Go through the data below line by line and report how many lines contain "RunOptions", giving only that figure.

**Saved entries:**
-=-=-=-=-
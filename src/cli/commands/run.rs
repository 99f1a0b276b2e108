// src/cli/commands/run.rs

use anyhow::{Context, Result};
use colored::*;
use std::{fs, path::PathBuf, sync::Arc};
use tokio::signal;
use tokio_util::sync::CancellationToken;

use crate::{
    core::{
        config::Settings,
        context::RunContext,
        error::MatrixError,
        matrix::run_matrix,
        models::RunVerdict,
        planner::{self, RunMode, RunOptions},
    },
    infra::{command::TokioProcessRunner, t},
    reporting::{generate_html_report, print_summary},
};

/// Runs the matrix (or a single ad hoc entry) and prints the summary.
///
/// Returns the verdict of the completed run. Configuration, provisioning and
/// archive errors, and an interrupt, return `Err` with no summary printed.
pub async fn execute(
    options: RunOptions,
    project_dir: PathBuf,
    config: Option<PathBuf>,
    html: Option<PathBuf>,
    explicit_language: Option<String>,
) -> Result<RunVerdict> {
    let project_root = fs::canonicalize(&project_dir)
        .with_context(|| t!("run.project_dir_not_found", path = project_dir.display()).to_string())?;

    let settings = Settings::load(&project_root, config.as_deref())?;
    if explicit_language.is_none() {
        if let Some(language) = &settings.language {
            rust_i18n::set_locale(&crate::resolve_locale(language));
        }
    }

    println!(
        "{}",
        t!("run.project_root_detected", path = project_root.display())
    );

    let plan = planner::plan_run(&options, &settings, &project_root)?;
    match &plan.mode {
        RunMode::AdHoc => {
            println!(
                "{}",
                t!("run.adhoc_mode", image = plan.entries[0].display_name()).bold()
            );
        }
        RunMode::Full { specs } => {
            println!("{}", t!("run.loading_specs", path = specs.display()));
            println!(
                "{}",
                t!("run.entries_loaded", count = plan.entries.len()).bold()
            );
        }
    }

    let mut ctx = RunContext::new(project_root, settings, Arc::new(TokioProcessRunner))?;
    let cancel = setup_signal_handler();

    let report = match run_matrix(&mut ctx, &plan, cancel).await {
        Ok(report) => report,
        Err(MatrixError::Interrupted) => {
            println!("\n{}", t!("run.interrupted").yellow());
            anyhow::bail!(MatrixError::Interrupted);
        }
        Err(e) => return Err(e.into()),
    };

    let verdict = print_summary(&report.ledger);

    if let Some(report_path) = &html {
        match generate_html_report(&report.ledger, report_path) {
            Ok(()) => println!(
                "\n{}",
                t!("summary.html_written", path = report_path.display())
            ),
            Err(e) => eprintln!("{} {}", t!("summary.html_failed").red(), e),
        }
    }

    Ok(verdict)
}

fn setup_signal_handler() -> CancellationToken {
    let token = CancellationToken::new();
    let token_clone = token.clone();

    tokio::spawn(async move {
        match signal::ctrl_c().await {
            Ok(()) => {
                println!("\n{}", t!("run.shutdown_signal").yellow());
                token_clone.cancel();
            }
            Err(e) => tracing::warn!("failed to listen for Ctrl-C: {e}"),
        }
    });

    token
}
-=-=-=-=-
**OUTPUT BELOW:** 2